I have been completely successful with my first resolution: to write a paragraph each week day. I kept to myself a further pledge, to write that paragraph to be read by others. If I had resolved to just write a paragraph in a journal, for instance, I don't know if I would have been as successful--again, public accountability had an effect. And in some ways, it had a deleterious effect: I felt pressure to write something semi-profound 5 days a week, and that is not easy! More important, I recognized that my writing is a reflection on me, and exposes my vulnerabilities to the world. Furthermore, as I am a proponent of my T.E.E.M. (Time/Energy/Emotion/Money) budget, I did not allocate more than an hour for writing each day. But I have found it emotionally draining some days, and I have not been proud of everything I have put out. In fact, I have often felt like I have put out some sub-standard stuff. But, great writing is rewriting, and I haven't given myself the opportunity to rewrite. And, as productivity experts like to say, better shipped than perfect!
I have not been perfectly successful with my second resolution: not to complain for a month. However, I would argue that during those moments I have complained, I have caught myself, and I feel even more enriched. It's kind of like making a lifestyle change (as I have) from standard Western diet to a ketogenic approach to eating. Sometimes I have some pizza. It kills my insides now. I may have fallen off the wagon, but it's not fatal, and I get back on that wagon. "I can be consistent or I can be human." But really, relative consistency may be more of a virtue than strict consistency. I wake up around 5/5:30 ALMOST every day, and it's painful as hell. But it's a victory when I do, and I have learned to not wallow too long when I oversleep.
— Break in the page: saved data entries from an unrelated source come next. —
// tests/vertex_completion.rs

mod common;
use crate::common::{FakeWork, connect, init_tracing, vertex_context, with_timeout};

use dagwalk::errors::DagwalkError;
use dagwalk::kv::Kv;
use dagwalk::records::RecordList;
use dagwalk::signal::{self, Signal};
use dagwalk::vertex::{VertexOutcome, VertexResult};
use serde_json::json;
use tokio_util::sync::CancellationToken;

#[tokio::test]
async fn root_success_reaches_orchestrator_and_every_dependent() {
    init_tracing();
    let (root, mut root_rx) = vertex_context("root", FakeWork::new());
    let (tx_x, mut rx_x) = signal::channel();
    let (tx_y, mut rx_y) = signal::channel();
    root.register_dependent("x", tx_x).unwrap();
    root.register_dependent("y", tx_y).unwrap();

    let ok = with_timeout(root.execute(CancellationToken::new()))
        .await
        .unwrap();

    assert!(ok);
    assert_eq!(root_rx.recv().await, Signal::Value(true));
    assert_eq!(rx_x.recv().await, Signal::Value(true));
    assert_eq!(rx_y.recv().await, Signal::Value(true));
    assert!(root.dependent_names().is_empty());
}

#[tokio::test]
async fn every_dependent_gets_its_own_copy_of_the_outcome() {
    init_tracing();
    let work = FakeWork::new().failing("hub");
    let (hub, mut hub_rx) = vertex_context("hub", work.clone());

    let mut receivers = Vec::new();
    for name in ["d1", "d2", "d3"] {
        let (tx, rx) = signal::channel();
        hub.register_dependent(name, tx).unwrap();
        receivers.push(rx);
    }

    let ok = with_timeout(hub.execute(CancellationToken::new()))
        .await
        .unwrap();
    assert!(!ok);
    assert_eq!(hub_rx.recv().await, Signal::Value(false));

    for rx in receivers.iter_mut() {
        assert_eq!(rx.recv().await, Signal::Value(false));
        // Exactly one value per channel, then closed.
        assert_eq!(rx.recv().await, Signal::Closed);
    }
}

#[tokio::test]
async fn completing_twice_is_signal_misuse() {
    init_tracing();
    let (ctx, mut rx) = vertex_context("v", FakeWork::new());

    ctx.complete(VertexOutcome::Succeeded).unwrap();
    let err = ctx.complete(VertexOutcome::WorkFailed).unwrap_err();

    assert!(matches!(err, DagwalkError::SignalMisuse { ref vertex, .. } if vertex == "v"));
    assert_eq!(rx.recv().await, Signal::Value(true));
}

#[tokio::test]
async fn timestamps_are_ordered() {
    init_tracing();
    let (ctx, _rx) = vertex_context("v", FakeWork::new());
    assert!(!ctx.has_started());
    assert!(!ctx.has_finished());

    ctx.execute(CancellationToken::new()).await.unwrap();

    let scheduled = ctx.scheduled_at().unwrap();
    let started = ctx.started_at().unwrap();
    let finished = ctx.finished_at().unwrap();
    assert!(scheduled <= started);
    assert!(started <= finished);
    assert!(ctx.has_started());
    assert!(ctx.has_finished());
}

#[tokio::test]
async fn registration_after_scheduling_is_rejected() {
    init_tracing();
    let (ctx, _rx) = vertex_context("v", FakeWork::new());
    ctx.mark_scheduled().unwrap();

    let (tx, rx) = signal::channel();
    assert!(matches!(
        ctx.register_dependent("late", tx),
        Err(DagwalkError::SignalMisuse { .. })
    ));
    assert!(matches!(
        ctx.register_dependency("late", rx),
        Err(DagwalkError::SignalMisuse { .. })
    ));
    assert!(ctx.mark_scheduled().is_err());
}

#[tokio::test]
async fn duplicate_registration_is_rejected() {
    init_tracing();
    let (a, _a_rx) = vertex_context("a", FakeWork::new());
    let (b, _b_rx) = vertex_context("b", FakeWork::new());
    connect(&a, &b);

    let (tx, rx) = signal::channel();
    assert!(a.register_dependent("b", tx).is_err());
    assert!(b.register_dependency("a", rx).is_err());
    assert_eq!(a.dependent_names(), vec!["b".to_string()]);
    assert_eq!(b.dependency_names(), vec!["a".to_string()]);
}

#[tokio::test]
async fn executing_twice_calls_the_work_function_once() {
    init_tracing();
    let work = FakeWork::new();
    let (ctx, mut rx) = vertex_context("v", work.clone());

    assert!(ctx.execute(CancellationToken::new()).await.unwrap());
    let err = ctx.execute(CancellationToken::new()).await.unwrap_err();

    assert!(matches!(err, DagwalkError::SignalMisuse { .. }));
    assert_eq!(work.calls(), vec!["v"]);
    assert_eq!(rx.recv().await, Signal::Value(true));
    assert_eq!(rx.recv().await, Signal::Closed);
}

#[tokio::test]
async fn outcome_record_carries_input_and_output() {
    init_tracing();
    let outputs = Kv::new();
    let results: RecordList<VertexResult> = RecordList::new();
    let (tx, mut rx) = signal::channel();
    let ctx = dagwalk::vertex::VertexContext::new(
        "exec",
        "deploy",
        json!({ "replicas": 3 }),
        std::sync::Arc::new(FakeWork::new()),
        tx,
    )
    .with_outputs(outputs.clone())
    .with_results(results.clone());

    outputs.add_entry("deploy", json!({ "exit_code": 0 }));
    ctx.execute(CancellationToken::new()).await.unwrap();
    assert!(rx.recv().await.is_success());

    let records = results.get();
    assert_eq!(records.len(), 1);
    let record = &records[0];
    assert_eq!(record.vertex, "deploy");
    assert!(record.success);
    assert!(record.was_run());
    assert_eq!(record.input, Some(json!({ "replicas": 3 })));
    assert_eq!(record.output, Some(json!({ "exit_code": 0 })));
}

#[tokio::test]
async fn skipped_vertex_record_has_no_start() {
    init_tracing();
    let results: RecordList<VertexResult> = RecordList::new();
    let (ctx, _rx) = vertex_context("leaf", FakeWork::new());
    let ctx = ctx.with_results(results.clone());
    let (tx, rx) = signal::channel();
    ctx.register_dependency("root", rx).unwrap();
    tx.send(false);

    assert!(!ctx.execute(CancellationToken::new()).await.unwrap());

    let records = results.get();
    assert_eq!(records.len(), 1);
    assert!(!records[0].was_run());
    assert!(!records[0].success);
    assert!(records[0].reason.contains("root"));
}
In the end, as successful as I have been with my first resolution, it is actually the harder of the two. Developing the skills, the restraint, and the vocabulary to not complain takes many short but important moments, and contributes to better habits and a less passive approach to the day--"Woe is me" has no proactive power. Writing, on the other hand, takes up a greater amount of my T.E.E.M. budget than I had expected. With budgets, there are always tradeoffs. For me, the tradeoff has often been sleep or meditation, which I believe to be key spokes in the health wheel. Still, I will continue to try to find that balance, and maybe will have something interesting to report at the end of February.